*** Opening of MATERIAL FOR THIS TASK ***

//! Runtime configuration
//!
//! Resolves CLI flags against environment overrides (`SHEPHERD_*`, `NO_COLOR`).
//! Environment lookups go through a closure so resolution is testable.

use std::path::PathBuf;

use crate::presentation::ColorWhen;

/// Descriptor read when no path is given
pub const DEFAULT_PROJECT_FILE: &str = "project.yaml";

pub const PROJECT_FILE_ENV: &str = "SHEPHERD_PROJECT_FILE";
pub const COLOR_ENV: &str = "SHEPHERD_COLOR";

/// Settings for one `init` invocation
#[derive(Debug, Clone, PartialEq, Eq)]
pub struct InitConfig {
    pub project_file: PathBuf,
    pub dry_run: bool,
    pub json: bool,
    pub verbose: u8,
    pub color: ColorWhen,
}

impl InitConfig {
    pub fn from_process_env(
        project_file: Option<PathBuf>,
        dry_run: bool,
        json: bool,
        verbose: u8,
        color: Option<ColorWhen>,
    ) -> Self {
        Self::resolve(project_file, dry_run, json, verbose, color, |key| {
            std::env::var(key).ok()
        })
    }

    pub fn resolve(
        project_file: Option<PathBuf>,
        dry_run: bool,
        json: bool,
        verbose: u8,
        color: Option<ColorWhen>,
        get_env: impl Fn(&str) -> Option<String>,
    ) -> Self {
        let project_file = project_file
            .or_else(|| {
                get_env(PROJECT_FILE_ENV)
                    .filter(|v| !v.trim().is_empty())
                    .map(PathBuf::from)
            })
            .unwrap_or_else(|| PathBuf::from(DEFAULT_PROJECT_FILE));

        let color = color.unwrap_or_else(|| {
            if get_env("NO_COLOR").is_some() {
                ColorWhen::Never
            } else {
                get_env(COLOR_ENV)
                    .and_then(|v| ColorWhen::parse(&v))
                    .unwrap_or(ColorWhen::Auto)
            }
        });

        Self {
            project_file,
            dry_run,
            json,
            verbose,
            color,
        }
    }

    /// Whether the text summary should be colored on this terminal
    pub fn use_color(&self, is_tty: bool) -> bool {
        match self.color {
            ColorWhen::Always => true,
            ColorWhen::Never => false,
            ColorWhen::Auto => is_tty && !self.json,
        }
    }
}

*** Close of MATERIAL FOR THIS TASK ***

• _WORK REQUIRED_: Print all of the entries exactly as they are written.

• _FINISHED EXERCISE_:
//! Runtime configuration
//!
//! Resolves CLI flags against environment overrides (`SHEPHERD_*`, `NO_COLOR`).
//! Environment lookups go through a closure so resolution is testable.

use std::path::PathBuf;

use crate::presentation::ColorWhen;

/// Descriptor read when no path is given
pub const DEFAULT_PROJECT_FILE: &str = "project.yaml";

pub const PROJECT_FILE_ENV: &str = "SHEPHERD_PROJECT_FILE";
pub const COLOR_ENV: &str = "SHEPHERD_COLOR";

/// Settings for one `init` invocation
#[derive(Debug, Clone, PartialEq, Eq)]
pub struct InitConfig {
    pub project_file: PathBuf,
    pub dry_run: bool,
    pub json: bool,
    pub verbose: u8,
    pub color: ColorWhen,
}

impl InitConfig {
    pub fn from_process_env(
        project_file: Option<PathBuf>,
        dry_run: bool,
        json: bool,
        verbose: u8,
        color: Option<ColorWhen>,
    ) -> Self {
        Self::resolve(project_file, dry_run, json, verbose, color, |key| {
            std::env::var(key).ok()
        })
    }

    pub fn resolve(
        project_file: Option<PathBuf>,
        dry_run: bool,
        json: bool,
        verbose: u8,
        color: Option<ColorWhen>,
        get_env: impl Fn(&str) -> Option<String>,
    ) -> Self {
        let project_file = project_file
            .or_else(|| {
                get_env(PROJECT_FILE_ENV)
                    .filter(|v| !v.trim().is_empty())
                    .map(PathBuf::from)
            })
            .unwrap_or_else(|| PathBuf::from(DEFAULT_PROJECT_FILE));

        let color = color.unwrap_or_else(|| {
            if get_env("NO_COLOR").is_some() {
                ColorWhen::Never
            } else {
                get_env(COLOR_ENV)
                    .and_then(|v| ColorWhen::parse(&v))
                    .unwrap_or(ColorWhen::Auto)
            }
        });

        Self {
            project_file,
            dry_run,
            json,
            verbose,
            color,
        }
    }

    /// Whether the text summary should be colored on this terminal
    pub fn use_color(&self, is_tty: bool) -> bool {
        match self.color {
            ColorWhen::Always => true,
            ColorWhen::Never => false,
            ColorWhen::Auto => is_tty && !self.json,
        }
    }
}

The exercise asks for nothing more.